David, il barista armeno che sta con la Questura

Mercoledì 24 Luglio 2019
IL POLSO
PORDENONE «Resto qui, sono io il poliziotto del mio bar. Rimango con le serrande alzate proprio in piazza Risorgimento, dove gli altri chiudono». Il luogo, ormai diventato sinonimo di retate e degrado; la nazionalità - armena - dell'autore del virgolettato; la categoria, quella dei baristi, che oggi nessuno invidia. C'è tutto, nella storia raccontata da David Aramyan, ventenne titolare del bar Dolce e Dolce di piazza Risorgimento.
CHI RESISTE
La Questura di Pordenone, a cavallo dello scorso weekend, ha chiuso tre bar applicando l'articolo 100 del Tulps. Uno, il Tiffany, insiste su piazza Risorgimento. A pochi passi c'è il locale di Aramyan. Stesso ambiente, stesso humus di piazza, stessi rischi. «Ma sono io il poliziotto di me stesso», scherza (ma non troppo) il ragazzone di origini armene che ha scelto di schierarsi con la Questura. «Il vero problema ce l'abbiamo di notte», spiega. «Ma io controllo tutto, e allontano chi non voglio nel mio locale. Non ho paura, me la so cavare. Non vorrei mai nel mio bar delle persone che possono provocare la chiusura dell'attività. La droga qui non entra, e se becco chi ha già bevuto troppo e vuole un altro drink, non esito a dire di no. Conosco tutti quelli che frequentano il locale, ho mille occhi aperti e se noto qualcosa di strano lo segnalo immediatamente».

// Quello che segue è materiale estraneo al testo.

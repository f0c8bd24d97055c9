//! Quota reset engine
//!
//! Counters are reset lazily, on read: every code path that needs quota
//! state calls `ensure_fresh` first. Daily counters reset at UTC midnight,
//! weekly counters at Monday 00:00 (ISO week), yearly counters at
//! January 1st 00:00. The three checks are independent; any subset can
//! fire in a single call.
//!
//! Persisting a fired reset is best-effort cache coherency: a failed write
//! is logged and the caller still gets the corrected in-memory snapshot.
//! Serving a one-cycle-stale counter is acceptable; blocking a read path
//! on it is not.

use chrono::{Datelike, Duration, NaiveDate, NaiveDateTime, NaiveTime, Utc};
use sea_orm::{
    ActiveModelTrait, ColumnTrait, ConnectionTrait, DbErr, EntityTrait, QueryFilter, Set, SqlErr,
};
use uuid::Uuid;

use crate::entities::vendor_quotas::{self, Entity as VendorQuotas};
use crate::entities::plans;

#[derive(Debug, Clone, Copy, PartialEq, Eq)]
pub struct QuotaBoundaries {
    /// Most recent UTC midnight
    pub day_start: NaiveDateTime,
    /// Most recent Monday 00:00
    pub week_start: NaiveDateTime,
    /// Most recent January 1st 00:00
    pub year_start: NaiveDateTime,
}

pub fn boundaries(now: NaiveDateTime) -> QuotaBoundaries {
    let day_start = now.date().and_time(NaiveTime::MIN);
    let week_start = day_start - Duration::days(now.weekday().num_days_from_monday() as i64);
    let year_start = NaiveDate::from_ymd_opt(now.year(), 1, 1)
        .expect("Jan 1 is a valid date")
        .and_time(NaiveTime::MIN);
    QuotaBoundaries {
        day_start,
        week_start,
        year_start,
    }
}

#[derive(Debug, Clone, Copy, Default, PartialEq, Eq)]
pub struct ResetOutcome {
    pub daily: bool,
    pub weekly: bool,
    pub yearly: bool,
}

impl ResetOutcome {
    pub fn any(&self) -> bool {
        self.daily || self.weekly || self.yearly
    }
}

/// Decide which counters to zero. A watermark strictly before its boundary
/// means the boundary has been crossed since the last reset; a watermark
/// on/after it means this period already reset once (idempotence).
pub fn compute_reset(
    now: NaiveDateTime,
    daily_watermark: NaiveDateTime,
    weekly_watermark: NaiveDateTime,
    yearly_watermark: NaiveDateTime,
) -> ResetOutcome {
    let b = boundaries(now);
    ResetOutcome {
        daily: daily_watermark < b.day_start,
        weekly: weekly_watermark < b.week_start,
        yearly: yearly_watermark < b.year_start,
    }
}

/// Load (or lazily create) the vendor's quota row and apply any pending
/// resets. The returned model always reflects the post-reset state, even
/// when persistence failed.
pub async fn ensure_fresh<C: ConnectionTrait>(
    db: &C,
    vendor_id: Uuid,
    plan: Option<&plans::Model>,
) -> Result<vendor_quotas::Model, DbErr> {
    let now = Utc::now().naive_utc();
    let b = boundaries(now);

    let existing = VendorQuotas::find()
        .filter(vendor_quotas::Column::VendorId.eq(vendor_id))
        .one(db)
        .await?;

    let Some(mut quota) = existing else {
        return create_row(db, vendor_id, plan, now, b).await;
    };

    let outcome = compute_reset(
        now,
        quota.daily_reset_at.unwrap_or(quota.updated_at),
        quota.weekly_reset_at.unwrap_or(quota.created_at),
        quota.yearly_reset_at.unwrap_or(quota.created_at),
    );

    let limits_drifted = match plan {
        Some(p) => {
            quota.daily_limit != p.daily_limit
                || quota.weekly_limit != p.weekly_limit
                || quota.yearly_limit != p.yearly_limit
        }
        None => false,
    };

    if !outcome.any() && !limits_drifted {
        return Ok(quota);
    }

    let mut active = vendor_quotas::ActiveModel {
        id: Set(quota.id),
        ..Default::default()
    };

    if outcome.daily {
        quota.daily_used = 0;
        quota.daily_reset_at = Some(b.day_start);
        active.daily_used = Set(0);
        active.daily_reset_at = Set(Some(b.day_start));
    }
    if outcome.weekly {
        quota.weekly_used = 0;
        quota.weekly_reset_at = Some(b.week_start);
        active.weekly_used = Set(0);
        active.weekly_reset_at = Set(Some(b.week_start));
    }
    if outcome.yearly {
        quota.yearly_used = 0;
        quota.yearly_reset_at = Some(b.year_start);
        active.yearly_used = Set(0);
        active.yearly_reset_at = Set(Some(b.year_start));
    }
    if let Some(p) = plan {
        if limits_drifted {
            quota.daily_limit = p.daily_limit;
            quota.weekly_limit = p.weekly_limit;
            quota.yearly_limit = p.yearly_limit;
            active.daily_limit = Set(p.daily_limit);
            active.weekly_limit = Set(p.weekly_limit);
            active.yearly_limit = Set(p.yearly_limit);
        }
    }
    quota.updated_at = now;
    active.updated_at = Set(now);

    // Best-effort: a stale persisted counter only means the next reader
    // recomputes the same reset
    if let Err(e) = active.update(db).await {
        tracing::warn!(
            vendor_id = %vendor_id,
            "Failed to persist quota reset: {}",
            e
        );
    }

    Ok(quota)
}

async fn create_row<C: ConnectionTrait>(
    db: &C,
    vendor_id: Uuid,
    plan: Option<&plans::Model>,
    now: NaiveDateTime,
    b: QuotaBoundaries,
) -> Result<vendor_quotas::Model, DbErr> {
    let fresh = vendor_quotas::ActiveModel {
        vendor_id: Set(vendor_id),
        daily_used: Set(0),
        weekly_used: Set(0),
        yearly_used: Set(0),
        daily_limit: Set(plan.map(|p| p.daily_limit).unwrap_or(0)),
        weekly_limit: Set(plan.map(|p| p.weekly_limit).unwrap_or(0)),
        yearly_limit: Set(plan.map(|p| p.yearly_limit).unwrap_or(0)),
        daily_reset_at: Set(Some(b.day_start)),
        weekly_reset_at: Set(Some(b.week_start)),
        yearly_reset_at: Set(Some(b.year_start)),
        created_at: Set(now),
        updated_at: Set(now),
        ..Default::default()
    };

    match fresh.insert(db).await {
        Ok(model) => Ok(model),
        // Another request created the row first; use theirs
        Err(e) if matches!(e.sql_err(), Some(SqlErr::UniqueConstraintViolation(_))) => {
            VendorQuotas::find()
                .filter(vendor_quotas::Column::VendorId.eq(vendor_id))
                .one(db)
                .await?
                .ok_or(e)
        }
        Err(e) => Err(e),
    }
}

#[cfg(test)]
mod tests {
    use super::*;

    fn dt(s: &str) -> NaiveDateTime {
        NaiveDateTime::parse_from_str(s, "%Y-%m-%d %H:%M:%S").unwrap()
    }

    #[test]
    fn boundaries_anchor_monday_and_jan_first() {
        // 2025-06-05 is a Thursday; 2025-06-02 the preceding Monday
        let b = boundaries(dt("2025-06-05 14:30:00"));
        assert_eq!(b.day_start, dt("2025-06-05 00:00:00"));
        assert_eq!(b.week_start, dt("2025-06-02 00:00:00"));
        assert_eq!(b.year_start, dt("2025-01-01 00:00:00"));
    }

    #[test]
    fn boundaries_on_a_monday_are_the_same_day() {
        let b = boundaries(dt("2025-06-02 00:00:01"));
        assert_eq!(b.week_start, dt("2025-06-02 00:00:00"));
    }

    #[test]
    fn daily_reset_fires_after_midnight() {
        let now = dt("2025-06-05 08:00:00");
        let outcome = compute_reset(
            now,
            dt("2025-06-04 22:00:00"), // yesterday
            dt("2025-06-02 00:00:00"),
            dt("2025-01-01 00:00:00"),
        );
        assert!(outcome.daily);
        assert!(!outcome.weekly);
        assert!(!outcome.yearly);
    }

    #[test]
    fn daily_reset_is_idempotent_within_a_day() {
        let now = dt("2025-06-05 23:59:59");
        let outcome = compute_reset(
            now,
            dt("2025-06-05 00:00:00"), // already advanced to today
            dt("2025-06-02 00:00:00"),
            dt("2025-01-01 00:00:00"),
        );
        assert!(!outcome.any());
    }

    #[test]
    fn weekly_reset_fires_on_monday_crossing() {
        // Watermark on Sunday, now on Monday
        let outcome = compute_reset(
            dt("2025-06-02 06:00:00"),
            dt("2025-06-02 00:00:00"),
            dt("2025-06-01 20:00:00"),
            dt("2025-01-01 00:00:00"),
        );
        assert!(!outcome.daily);
        assert!(outcome.weekly);
    }

    #[test]
    fn weekly_reset_does_not_fire_mid_week() {
        // Watermark on Tuesday, now Friday of the same week
        let outcome = compute_reset(
            dt("2025-06-06 10:00:00"),
            dt("2025-06-06 00:00:00"),
            dt("2025-06-03 09:00:00"),
            dt("2025-01-01 00:00:00"),
        );
        assert!(!outcome.weekly);
    }

    #[test]
    fn day_and_week_can_fire_in_the_same_call() {
        // Watermarks from the previous week
        let outcome = compute_reset(
            dt("2025-06-03 10:00:00"),
            dt("2025-05-28 12:00:00"),
            dt("2025-05-26 00:00:00"),
            dt("2025-01-01 00:00:00"),
        );
        assert!(outcome.daily);
        assert!(outcome.weekly);
        assert!(!outcome.yearly);
    }

    #[test]
    fn yearly_reset_fires_across_january_first() {
        let outcome = compute_reset(
            dt("2026-01-02 10:00:00"),
            dt("2026-01-02 00:00:00"),
            dt("2025-12-28 00:00:00"),
            dt("2025-01-01 00:00:00"),
        );
        assert!(outcome.yearly);
        // The watermark week also rolled over (week of Jan 2 starts Dec 29)
        assert!(outcome.weekly);
    }

    #[test]
    fn yearly_reset_idempotent_within_a_year() {
        let outcome = compute_reset(
            dt("2025-07-01 10:00:00"),
            dt("2025-07-01 00:00:00"),
            dt("2025-06-30 00:00:00"),
            dt("2025-01-01 00:00:00"),
        );
        assert!(!outcome.yearly);
    }
}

E nelle sue parole c'è anche il dispiacere che si prova nel vedere una piazza che boccheggia, e che rischia di passare dalla movida violenta al deserto, cioè proverbialmente dalla padella alla brace. «È un peccato, perché sarebbe una bellissima piazza. Purtroppo però i pordenonesi ormai hanno paura di frequentarla. Noi non ci arrendiamo, rimaniamo qui rispettando la legge».
CHI PROTESTA
Un anno e due mesi fa, il 25 maggio del 2018, il questore Marco Odorisio faceva chiudere per 30 giorni il bar Commercio, che si affaccia sempre su piazza Risorgimento ma che a registro figura in via Santa Caterina. Nel corso del tempo, nel bar si erano verificati gravi episodi per l'ordine e la sicurezza pubblica. A far scaturire il provvedimento, in particolare, era stata una rissa che aveva coinvolto venti persone, tutte ubriache. E oggi è proprio dal bancone dello stesso bar che si leva la protesta contro la linea dura della Questura. La titolare, la cittadina di origine cinese Li, parla senza timori. «Non è più la Pordenone che conoscevo. Una volta si stava bene, c'era più tranquillità. Oggi è quasi impossibile continuare ad avere un bar. Ogni giorno c'è il rischio di non lavorare più». Addentrandosi nella materia, fa capire di essere distante anni luce dall'atteggiamento da sceriffo del collega Aramyan. «Non posso controllare tutte le persone che entrano nel mio locale. Se all'esterno ci sono clienti che bevono, come faccio a capire se sono brave o cattive persone? Viene voglia di lasciare, sia la città che il lavoro».
IL NUCLEO STORICO
Dalla viva voce dei baristi storici della città, invece, emerge un terzo dipinto. Vi si scorge un problema che si avvicina al nocciolo della questione. «Tra colleghi - spiega ad esempio Sandro Sambin del bar Carducci - ci incontriamo spesso, anche per parlare delle regole e della nuova politica che condiziona nel bene o nel male il nostro lavoro. Spesso, però, i gestori dei bar che arrivano da altre Nazioni, non si presentano agli incontri e dimostrano di conoscere le regole e quindi i rischi». Poi, quando arrivano i provvedimenti in carta bollata, è un po' come un corso di aggiornamento intensivo.